**YOUR OBJECTIVE:** Transcribe exactly the span of lines that begins the records and ends with the line holding "to read config", both boundary lines included.

**** ENTRIES SUPPLIED ****

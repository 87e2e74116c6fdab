//! Configuration file handling.
//!
//! User settings live in an INI file at
//! `<config_dir>/fjordtiles/config.ini`. Loading starts from defaults
//! and overlays whatever the file provides; a missing file is simply the
//! defaults. Unknown keys are ignored so older binaries tolerate newer
//! files.

use std::path::{Path, PathBuf};

use ini::Ini;
use thiserror::Error;

use crate::store::DEFAULT_MAX_TILES;

/// Default pause between bulk download requests, in milliseconds.
pub const DEFAULT_THROTTLE_MS: u64 = 50;

/// Default network timeout in seconds.
pub const DEFAULT_TIMEOUT_SECS: u64 = 30;

/// Configuration file errors.
#[derive(Debug, Error)]
pub enum ConfigError {
    /// Failed to read or parse the config file.
    #[error("failed to read config file: {0}")]
    Read(#[from] ini::Error),

    /// Failed to write the config file.
    #[error("failed to write config file: {0}")]
    Write(String),

    /// A value in the file did not parse.
    #[error("invalid configuration: {section}.{key} = '{value}' - {reason}")]
    InvalidValue {
        section: String,
        key: String,
        value: String,
        reason: String,
    },
}

/// `[cache]` section.
#[derive(Debug, Clone, PartialEq, Eq)]
pub struct CacheSettings {
    /// Directory holding the tile files.
    pub directory: PathBuf,
    /// Tile budget enforced by trimming.
    pub max_tiles: u64,
}

impl Default for CacheSettings {
    fn default() -> Self {
        Self {
            directory: default_cache_dir(),
            max_tiles: DEFAULT_MAX_TILES,
        }
    }
}

/// `[network]` section.
#[derive(Debug, Clone, PartialEq, Eq)]
pub struct NetworkSettings {
    /// Tile URL template with `{s}`, `{z}`, `{x}`, `{y}` placeholders.
    pub url_template: String,
    /// Shard subdomains substituted for `{s}`.
    pub shards: Vec<String>,
    /// Request timeout in seconds.
    pub timeout_secs: u64,
}

impl Default for NetworkSettings {
    fn default() -> Self {
        Self {
            url_template: crate::provider::DEFAULT_URL_TEMPLATE.to_string(),
            shards: crate::provider::DEFAULT_SHARDS
                .iter()
                .map(|s| s.to_string())
                .collect(),
            timeout_secs: DEFAULT_TIMEOUT_SECS,
        }
    }
}

/// `[provision]` section.
#[derive(Debug, Clone, Copy, PartialEq, Eq)]
pub struct ProvisionSettings {
    /// Pause between bulk download requests, in milliseconds.
    pub throttle_ms: u64,
}

impl Default for ProvisionSettings {
    fn default() -> Self {
        Self {
            throttle_ms: DEFAULT_THROTTLE_MS,
        }
    }
}

/// The whole configuration file.
#[derive(Debug, Clone, Default, PartialEq, Eq)]
pub struct ConfigFile {
    pub cache: CacheSettings,
    pub network: NetworkSettings,
    pub provision: ProvisionSettings,
}

impl ConfigFile {
    /// Load from the default path; a missing file yields defaults.
    pub fn load() -> Result<Self, ConfigError> {
        Self::load_from(&config_file_path())
    }

    /// Load from a specific path; a missing file yields defaults.
    pub fn load_from(path: &Path) -> Result<Self, ConfigError> {
        if !path.exists() {
            return Ok(Self::default());
        }
        let ini = Ini::load_from_file(path)?;
        parse_ini(&ini)
    }

    /// Write a commented config file to `path`.
    pub fn save_to(&self, path: &Path) -> Result<(), ConfigError> {
        if let Some(parent) = path.parent() {
            std::fs::create_dir_all(parent).map_err(|e| ConfigError::Write(e.to_string()))?;
        }
        std::fs::write(path, self.to_config_string())
            .map_err(|e| ConfigError::Write(e.to_string()))
    }

    fn to_config_string(&self) -> String {
        format!(
            "# FjordTiles configuration\n\
             \n\
             [cache]\n\
             # Where downloaded tiles are stored\n\
             directory = {}\n\
             # Tile budget; the oldest fifth is dropped when exceeded\n\
             max_tiles = {}\n\
             \n\
             [network]\n\
             # {{s}} = shard, {{z}}/{{x}}/{{y}} = tile address\n\
             url_template = {}\n\
             shards = {}\n\
             timeout_secs = {}\n\
             \n\
             [provision]\n\
             # Pause between bulk download requests\n\
             throttle_ms = {}\n",
            self.cache.directory.display(),
            self.cache.max_tiles,
            self.network.url_template,
            self.network.shards.join(","),
            self.network.timeout_secs,
            self.provision.throttle_ms,
        )
    }
}

/// Default path of the config file.
pub fn config_file_path() -> PathBuf {
    dirs::config_dir()
        .unwrap_or_else(|| PathBuf::from("."))
        .join("fjordtiles")
        .join("config.ini")
}

/// Default tile cache directory.
pub fn default_cache_dir() -> PathBuf {
    dirs::cache_dir()
        .unwrap_or_else(|| PathBuf::from("."))
        .join("fjordtiles")
        .join("tiles")
}

/// Overlay INI values onto the defaults.
fn parse_ini(ini: &Ini) -> Result<ConfigFile, ConfigError> {
    let mut config = ConfigFile::default();

    if let Some(section) = ini.section(Some("cache")) {
        if let Some(v) = section.get("directory") {
            let v = v.trim();
            if !v.is_empty() {
                config.cache.directory = PathBuf::from(v);
            }
        }
        if let Some(v) = section.get("max_tiles") {
            config.cache.max_tiles = parse_u64("cache", "max_tiles", v)?;
        }
    }

    if let Some(section) = ini.section(Some("network")) {
        if let Some(v) = section.get("url_template") {
            let v = v.trim();
            if !v.is_empty() {
                config.network.url_template = v.to_string();
            }
        }
        if let Some(v) = section.get("shards") {
            config.network.shards = v
                .split(',')
                .map(str::trim)
                .filter(|s| !s.is_empty())
                .map(str::to_string)
                .collect();
        }
        if let Some(v) = section.get("timeout_secs") {
            config.network.timeout_secs = parse_u64("network", "timeout_secs", v)?;
        }
    }

    if let Some(section) = ini.section(Some("provision")) {
        if let Some(v) = section.get("throttle_ms") {
            config.provision.throttle_ms = parse_u64("provision", "throttle_ms", v)?;
        }
    }

    Ok(config)
}

fn parse_u64(section: &str, key: &str, value: &str) -> Result<u64, ConfigError> {
    value
        .trim()
        .parse()
        .map_err(|_| ConfigError::InvalidValue {
            section: section.to_string(),
            key: key.to_string(),
            value: value.to_string(),
            reason: "must be a non-negative integer".to_string(),
        })
}

#[cfg(test)]
mod tests {
    use super::*;

    #[test]
    fn test_defaults_when_file_missing() {
        let config = ConfigFile::load_from(Path::new("/nonexistent/config.ini")).unwrap();
        assert_eq!(config, ConfigFile::default());
        assert_eq!(config.cache.max_tiles, 3000);
        assert_eq!(config.provision.throttle_ms, 50);
    }

    #[test]
    fn test_overlay_from_ini() {
        let ini = Ini::load_from_str(
            "[cache]\n\
             directory = /data/tiles\n\
             max_tiles = 500\n\
             [network]\n\
             url_template = https://tiles.example/{z}/{x}/{y}.png\n\
             shards =\n\
             timeout_secs = 10\n\
             [provision]\n\
             throttle_ms = 200\n",
        )
        .unwrap();

        let config = parse_ini(&ini).unwrap();
        assert_eq!(config.cache.directory, PathBuf::from("/data/tiles"));
        assert_eq!(config.cache.max_tiles, 500);
        assert_eq!(
            config.network.url_template,
            "https://tiles.example/{z}/{x}/{y}.png"
        );
        assert!(config.network.shards.is_empty());
        assert_eq!(config.network.timeout_secs, 10);
        assert_eq!(config.provision.throttle_ms, 200);
    }

    #[test]
    fn test_partial_file_keeps_other_defaults() {
        let ini = Ini::load_from_str("[cache]\nmax_tiles = 100\n").unwrap();
        let config = parse_ini(&ini).unwrap();

        assert_eq!(config.cache.max_tiles, 100);
        assert_eq!(config.network, NetworkSettings::default());
    }

    #[test]
    fn test_invalid_number_is_reported_with_context() {
        let ini = Ini::load_from_str("[cache]\nmax_tiles = plenty\n").unwrap();
        let err = parse_ini(&ini).unwrap_err();

        let text = err.to_string();
        assert!(text.contains("cache.max_tiles"));
        assert!(text.contains("plenty"));
    }

    #[test]
    fn test_save_and_reload_round_trip() {
        let dir = tempfile::TempDir::new().unwrap();
        let path = dir.path().join("config.ini");

        let mut config = ConfigFile::default();
        config.cache.max_tiles = 1234;
        config.network.shards = vec!["a".to_string(), "b".to_string()];
        config.save_to(&path).unwrap();

        let reloaded = ConfigFile::load_from(&path).unwrap();
        assert_eq!(reloaded.cache.max_tiles, 1234);
        assert_eq!(reloaded.network.shards, vec!["a", "b"]);
    }
}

****

**REPLY TO THE EXERCISE:**
repository 87e2e74116c6fdab
//! Configuration file handling.
//!
//! User settings live in an INI file at
//! `<config_dir>/fjordtiles/config.ini`. Loading starts from defaults
//! and overlays whatever the file provides; a missing file is simply the
//! defaults. Unknown keys are ignored so older binaries tolerate newer
//! files.

use std::path::{Path, PathBuf};

use ini::Ini;
use thiserror::Error;

use crate::store::DEFAULT_MAX_TILES;

/// Default pause between bulk download requests, in milliseconds.
pub const DEFAULT_THROTTLE_MS: u64 = 50;

/// Default network timeout in seconds.
pub const DEFAULT_TIMEOUT_SECS: u64 = 30;

/// Configuration file errors.
#[derive(Debug, Error)]
pub enum ConfigError {
    /// Failed to read or parse the config file.
    #[error("failed to read config file: {0}")]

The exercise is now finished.